Task material section start

//! Discovery of agent and skill definitions on disk.

use crate::agent::{Agent, AgentSource, Scope};
use crate::config::Config;
use crate::error::{CrewError, Result};
use crate::paths::{self, AGENTS_DIR, SKILLS_DIR};
use crate::skill::{find_skill_file, Skill};
use std::collections::HashSet;
use std::path::{Path, PathBuf};

// ---------------------------------------------------------------------------
// Directory helpers
// ---------------------------------------------------------------------------

/// Entries of `dir` sorted by file name. A missing directory is empty; an
/// unreadable one is logged and treated as empty.
fn sorted_entries(dir: &Path) -> Result<Vec<PathBuf>> {
    if !dir.is_dir() {
        return Ok(vec![]);
    }
    let entries = match std::fs::read_dir(dir) {
        Ok(entries) => entries,
        Err(e) => {
            tracing::warn!(path = %dir.display(), error = %e, "skipping unreadable directory");
            return Ok(vec![]);
        }
    };
    let mut paths: Vec<PathBuf> = entries.filter_map(|e| e.ok()).map(|e| e.path()).collect();
    paths.sort();
    Ok(paths)
}

fn read_text(path: &Path) -> Option<String> {
    match std::fs::read_to_string(path) {
        Ok(raw) => Some(raw),
        Err(e) => {
            tracing::warn!(path = %path.display(), error = %e, "skipping unreadable file");
            None
        }
    }
}

fn is_markdown(path: &Path) -> bool {
    path.is_file() && path.extension().and_then(|e| e.to_str()) == Some("md")
}

// ---------------------------------------------------------------------------
// Scanners
// ---------------------------------------------------------------------------

fn scan_agent_dir(dir: &Path, source: &AgentSource) -> Result<Vec<Agent>> {
    Ok(sorted_entries(dir)?
        .into_iter()
        .filter(|p| is_markdown(p))
        .filter_map(|p| {
            let raw = read_text(&p)?;
            Some(Agent::from_markdown(&p, &raw, source.clone()))
        })
        .collect())
}

/// Every `*.md` file directly inside `dir`.
pub fn scan_agents(dir: &Path, scope: Scope) -> Result<Vec<Agent>> {
    scan_agent_dir(dir, &AgentSource::Agent { scope })
}

/// Every subdirectory of `dir` that holds a `SKILL.md`.
pub fn scan_skills(dir: &Path, scope: Scope) -> Result<Vec<Skill>> {
    Ok(sorted_entries(dir)?
        .into_iter()
        .filter(|p| p.is_dir())
        .filter_map(|skill_dir| {
            let file = find_skill_file(&skill_dir)?;
            let raw = read_text(&file)?;
            Some(Skill::from_markdown(&skill_dir, &file, &raw, scope))
        })
        .collect())
}

/// Depth-first search for directories named `leaf`. Returns each match with
/// the name of the directory that contains it. Matches are not descended into,
/// and a directory reached twice through symlinks is searched once.
fn find_leaf_dirs(
    dir: &Path,
    leaf: &str,
    visited: &mut HashSet<PathBuf>,
    out: &mut Vec<(String, PathBuf)>,
) -> Result<()> {
    let canonical = std::fs::canonicalize(dir).unwrap_or_else(|_| dir.to_path_buf());
    if !visited.insert(canonical) {
        tracing::debug!(path = %dir.display(), "directory already searched; skipping");
        return Ok(());
    }
    let owner = dir
        .file_name()
        .and_then(|n| n.to_str())
        .unwrap_or_default()
        .to_string();
    for path in sorted_entries(dir)? {
        if !path.is_dir() {
            continue;
        }
        if path.file_name().and_then(|n| n.to_str()) == Some(leaf) {
            out.push((owner.clone(), path));
        } else {
            find_leaf_dirs(&path, leaf, visited, out)?;
        }
    }
    Ok(())
}

/// Agents from every `agents/` directory under `plugins_dir`, named after
/// the plugin directory that owns them.
pub fn scan_plugin_agents(plugins_dir: &Path) -> Result<Vec<Agent>> {
    let mut leaves = Vec::new();
    find_leaf_dirs(plugins_dir, AGENTS_DIR, &mut HashSet::new(), &mut leaves)?;
    let mut agents = Vec::new();
    for (plugin, dir) in leaves {
        agents.extend(scan_agent_dir(&dir, &AgentSource::Plugin { plugin })?);
    }
    Ok(agents)
}

/// Skills from every `skills/` directory under `plugins_dir`.
pub fn scan_plugin_skills(plugins_dir: &Path) -> Result<Vec<Skill>> {
    let mut leaves = Vec::new();
    find_leaf_dirs(plugins_dir, SKILLS_DIR, &mut HashSet::new(), &mut leaves)?;
    let mut skills = Vec::new();
    for (_, dir) in leaves {
        skills.extend(scan_skills(&dir, Scope::Plugin)?);
    }
    Ok(skills)
}

/// Concatenate `lists`, keeping only the first item seen for each key.
pub fn dedupe_first_seen<T>(lists: impl IntoIterator<Item = Vec<T>>, key: impl Fn(&T) -> &str) -> Vec<T> {
    let mut seen = HashSet::new();
    let mut out = Vec::new();
    for item in lists.into_iter().flatten() {
        if seen.insert(key(&item).to_string()) {
            out.push(item);
        } else {
            tracing::debug!(name = key(&item), "duplicate definition shadowed");
        }
    }
    out
}

// ---------------------------------------------------------------------------
// Repository
// ---------------------------------------------------------------------------

/// The set of locations agents and skills are read from.
///
/// `user_dir` and `project_dir` are `.claude`-style directories holding
/// `agents/` and `skills/`. `agents_dir`, when set, replaces both as the only
/// local agent source.
#[derive(Debug, Clone, Default)]
pub struct Repository {
    pub user_dir: Option<PathBuf>,
    pub project_dir: Option<PathBuf>,
    pub plugins_dir: Option<PathBuf>,
    pub include_plugins: bool,
    pub agents_dir: Option<PathBuf>,
}

impl Repository {
    /// `~/.claude`, `<root>/.claude`, and `~/.claude/plugins` per `config`.
    pub fn for_root(root: &Path, config: &Config) -> Self {
        let user_dir = match paths::user_claude_dir() {
            Ok(dir) => Some(dir),
            Err(e) => {
                tracing::warn!(error = %e, "user-level definitions unavailable");
                None
            }
        };
        Repository {
            plugins_dir: user_dir.as_ref().map(|d| d.join(paths::PLUGINS_DIR)),
            user_dir,
            project_dir: Some(paths::project_claude_dir(root)),
            include_plugins: config.plugins.enabled,
            agents_dir: None,
        }
    }

    /// Only the agents directly inside `dir`.
    pub fn single_dir(dir: impl Into<PathBuf>) -> Self {
        Repository {
            agents_dir: Some(dir.into()),
            ..Repository::default()
        }
    }

    pub fn with_agents_dir(mut self, dir: impl Into<PathBuf>) -> Self {
        self.agents_dir = Some(dir.into());
        self
    }

    pub fn with_plugins(mut self, include: bool) -> Self {
        self.include_plugins = include;
        self
    }

    fn plugins(&self) -> Option<&Path> {
        self.plugins_dir.as_deref().filter(|_| self.include_plugins)
    }

    fn user_agents(&self) -> Result<Vec<Agent>> {
        match (&self.agents_dir, &self.user_dir) {
            (None, Some(dir)) => scan_agents(&dir.join(AGENTS_DIR), Scope::User),
            _ => Ok(vec![]),
        }
    }

    fn project_agents(&self) -> Result<Vec<Agent>> {
        match (&self.agents_dir, &self.project_dir) {
            (Some(dir), _) => scan_agents(dir, Scope::Project),
            (None, Some(dir)) => scan_agents(&dir.join(AGENTS_DIR), Scope::Project),
            (None, None) => Ok(vec![]),
        }
    }

    fn plugin_agents(&self) -> Result<Vec<Agent>> {
        match self.plugins() {
            Some(dir) => scan_plugin_agents(dir),
            None => Ok(vec![]),
        }
    }

    /// All agents, user before project before plugin; first name wins.
    pub fn agents(&self) -> Result<Vec<Agent>> {
        let lists = vec![self.user_agents()?, self.project_agents()?, self.plugin_agents()?];
        Ok(dedupe_first_seen(lists, |a: &Agent| a.name.as_str()))
    }

    /// Look up one agent, preferring project over user over plugin.
    pub fn find_agent(&self, name: &str) -> Result<Agent> {
        for list in [self.project_agents()?, self.user_agents()?, self.plugin_agents()?] {
            if let Some(agent) = list.into_iter().find(|a| a.name == name) {
                return Ok(agent);
            }
        }
        Err(CrewError::AgentNotFound(name.to_string()))
    }

    fn skill_lists(&self, lookup_order: bool) -> Result<Vec<Vec<Skill>>> {
        let user = match &self.user_dir {
            Some(dir) => scan_skills(&dir.join(SKILLS_DIR), Scope::User)?,
            None => vec![],
        };
        let project = match &self.project_dir {
            Some(dir) => scan_skills(&dir.join(SKILLS_DIR), Scope::Project)?,
            None => vec![],
        };
        let plugin = match self.plugins() {
            Some(dir) => scan_plugin_skills(dir)?,
            None => vec![],
        };
        Ok(if lookup_order {
            vec![project, user, plugin]
        } else {
            vec![user, project, plugin]
        })
    }

    pub fn skills(&self) -> Result<Vec<Skill>> {
        Ok(dedupe_first_seen(self.skill_lists(false)?, |s: &Skill| s.name.as_str()))
    }

    pub fn find_skill(&self, name: &str) -> Result<Skill> {
        self.skill_lists(true)?
            .into_iter()
            .flatten()
            .find(|s| s.name == name)
            .ok_or_else(|| CrewError::SkillNotFound(name.to_string()))
    }
}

Task material section end

Aim of the exercise
Copy exactly the lines from the top of the entries through the line with "pub fn scan_agents(dir: &Path, scope: Scope)" in it, please, keeping both ends and adding nothing.

Solution to the exercise
//! Discovery of agent and skill definitions on disk.

use crate::agent::{Agent, AgentSource, Scope};
use crate::config::Config;
use crate::error::{CrewError, Result};
use crate::paths::{self, AGENTS_DIR, SKILLS_DIR};
use crate::skill::{find_skill_file, Skill};
use std::collections::HashSet;
use std::path::{Path, PathBuf};

// ---------------------------------------------------------------------------
// Directory helpers
// ---------------------------------------------------------------------------

/// Entries of `dir` sorted by file name. A missing directory is empty; an
/// unreadable one is logged and treated as empty.
fn sorted_entries(dir: &Path) -> Result<Vec<PathBuf>> {
    if !dir.is_dir() {
        return Ok(vec![]);
    }
    let entries = match std::fs::read_dir(dir) {
        Ok(entries) => entries,
        Err(e) => {
            tracing::warn!(path = %dir.display(), error = %e, "skipping unreadable directory");
            return Ok(vec![]);
        }
    };
    let mut paths: Vec<PathBuf> = entries.filter_map(|e| e.ok()).map(|e| e.path()).collect();
    paths.sort();
    Ok(paths)
}

fn read_text(path: &Path) -> Option<String> {
    match std::fs::read_to_string(path) {
        Ok(raw) => Some(raw),
        Err(e) => {
            tracing::warn!(path = %path.display(), error = %e, "skipping unreadable file");
            None
        }
    }
}

fn is_markdown(path: &Path) -> bool {
    path.is_file() && path.extension().and_then(|e| e.to_str()) == Some("md")
}

// ---------------------------------------------------------------------------
// Scanners
// ---------------------------------------------------------------------------

fn scan_agent_dir(dir: &Path, source: &AgentSource) -> Result<Vec<Agent>> {
    Ok(sorted_entries(dir)?
        .into_iter()
        .filter(|p| is_markdown(p))
        .filter_map(|p| {
            let raw = read_text(&p)?;
            Some(Agent::from_markdown(&p, &raw, source.clone()))
        })
        .collect())
}

/// Every `*.md` file directly inside `dir`.
pub fn scan_agents(dir: &Path, scope: Scope) -> Result<Vec<Agent>> {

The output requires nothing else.